▶ [WORK ORDER]
Filter the records below for the word "RegisterRange". Keep each line that has it.

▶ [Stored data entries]
##############################

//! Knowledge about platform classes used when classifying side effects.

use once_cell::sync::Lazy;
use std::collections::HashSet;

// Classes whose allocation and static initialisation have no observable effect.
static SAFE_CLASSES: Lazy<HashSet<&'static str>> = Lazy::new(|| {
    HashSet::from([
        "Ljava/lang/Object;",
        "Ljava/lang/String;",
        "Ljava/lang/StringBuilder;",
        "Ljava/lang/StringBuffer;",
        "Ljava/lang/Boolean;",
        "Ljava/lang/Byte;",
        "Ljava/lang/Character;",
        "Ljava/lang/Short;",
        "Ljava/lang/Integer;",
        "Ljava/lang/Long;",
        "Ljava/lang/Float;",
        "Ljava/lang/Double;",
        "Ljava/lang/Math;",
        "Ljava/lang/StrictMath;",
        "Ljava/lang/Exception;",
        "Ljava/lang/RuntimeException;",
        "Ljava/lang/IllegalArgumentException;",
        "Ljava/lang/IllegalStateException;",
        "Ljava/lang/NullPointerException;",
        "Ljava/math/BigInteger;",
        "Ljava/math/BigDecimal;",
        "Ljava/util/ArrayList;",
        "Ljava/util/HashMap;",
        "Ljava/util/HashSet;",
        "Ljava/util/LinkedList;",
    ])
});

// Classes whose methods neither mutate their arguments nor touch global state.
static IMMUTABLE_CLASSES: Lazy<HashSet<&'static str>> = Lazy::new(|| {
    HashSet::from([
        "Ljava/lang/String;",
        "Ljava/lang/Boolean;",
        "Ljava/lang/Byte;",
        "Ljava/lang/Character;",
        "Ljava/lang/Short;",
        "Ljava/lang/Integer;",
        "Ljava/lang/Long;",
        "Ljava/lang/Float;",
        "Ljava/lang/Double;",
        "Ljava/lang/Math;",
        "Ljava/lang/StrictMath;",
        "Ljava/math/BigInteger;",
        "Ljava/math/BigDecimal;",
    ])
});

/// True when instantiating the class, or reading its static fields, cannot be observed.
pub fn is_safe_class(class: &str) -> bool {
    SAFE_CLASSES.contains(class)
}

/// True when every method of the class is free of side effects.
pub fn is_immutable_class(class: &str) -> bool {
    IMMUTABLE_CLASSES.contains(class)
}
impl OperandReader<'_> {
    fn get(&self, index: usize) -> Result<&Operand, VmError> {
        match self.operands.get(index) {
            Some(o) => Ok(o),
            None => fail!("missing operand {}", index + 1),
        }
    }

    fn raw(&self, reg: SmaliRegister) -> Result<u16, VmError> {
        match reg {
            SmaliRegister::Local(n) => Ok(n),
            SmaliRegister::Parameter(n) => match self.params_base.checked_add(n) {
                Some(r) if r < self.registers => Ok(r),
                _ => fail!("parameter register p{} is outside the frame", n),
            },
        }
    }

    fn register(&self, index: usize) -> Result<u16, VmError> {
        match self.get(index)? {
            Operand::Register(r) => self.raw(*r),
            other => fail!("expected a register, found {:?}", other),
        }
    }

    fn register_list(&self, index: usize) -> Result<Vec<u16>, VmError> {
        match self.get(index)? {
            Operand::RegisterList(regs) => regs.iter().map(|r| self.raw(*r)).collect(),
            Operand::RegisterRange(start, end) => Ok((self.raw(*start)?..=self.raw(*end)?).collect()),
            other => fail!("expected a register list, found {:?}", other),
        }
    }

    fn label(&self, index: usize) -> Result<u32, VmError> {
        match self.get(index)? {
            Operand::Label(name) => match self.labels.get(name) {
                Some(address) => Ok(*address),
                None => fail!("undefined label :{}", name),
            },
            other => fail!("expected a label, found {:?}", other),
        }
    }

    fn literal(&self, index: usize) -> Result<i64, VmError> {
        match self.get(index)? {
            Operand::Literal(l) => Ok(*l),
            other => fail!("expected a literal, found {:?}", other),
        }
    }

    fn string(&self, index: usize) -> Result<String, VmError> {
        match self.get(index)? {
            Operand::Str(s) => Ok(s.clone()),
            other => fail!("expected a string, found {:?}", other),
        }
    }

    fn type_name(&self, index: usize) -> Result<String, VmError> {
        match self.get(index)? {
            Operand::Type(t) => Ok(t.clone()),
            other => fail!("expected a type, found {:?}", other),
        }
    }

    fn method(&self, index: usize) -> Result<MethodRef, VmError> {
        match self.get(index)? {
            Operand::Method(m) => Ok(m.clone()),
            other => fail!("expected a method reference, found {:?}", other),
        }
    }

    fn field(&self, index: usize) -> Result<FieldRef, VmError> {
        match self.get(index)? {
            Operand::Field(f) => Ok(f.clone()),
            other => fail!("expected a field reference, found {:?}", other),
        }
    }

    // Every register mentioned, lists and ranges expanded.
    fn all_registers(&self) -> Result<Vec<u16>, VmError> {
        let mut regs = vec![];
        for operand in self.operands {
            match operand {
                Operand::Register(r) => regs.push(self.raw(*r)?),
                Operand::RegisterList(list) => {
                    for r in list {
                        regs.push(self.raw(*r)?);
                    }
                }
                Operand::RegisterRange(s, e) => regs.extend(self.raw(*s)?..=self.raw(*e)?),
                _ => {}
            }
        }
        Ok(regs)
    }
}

##############################

▶ [OUTPUT BELOW]
            Operand::RegisterRange(start, end) => Ok((self.raw(*start)?..=self.raw(*end)?).collect()),
                Operand::RegisterRange(s, e) => regs.extend(self.raw(*s)?..=self.raw(*e)?),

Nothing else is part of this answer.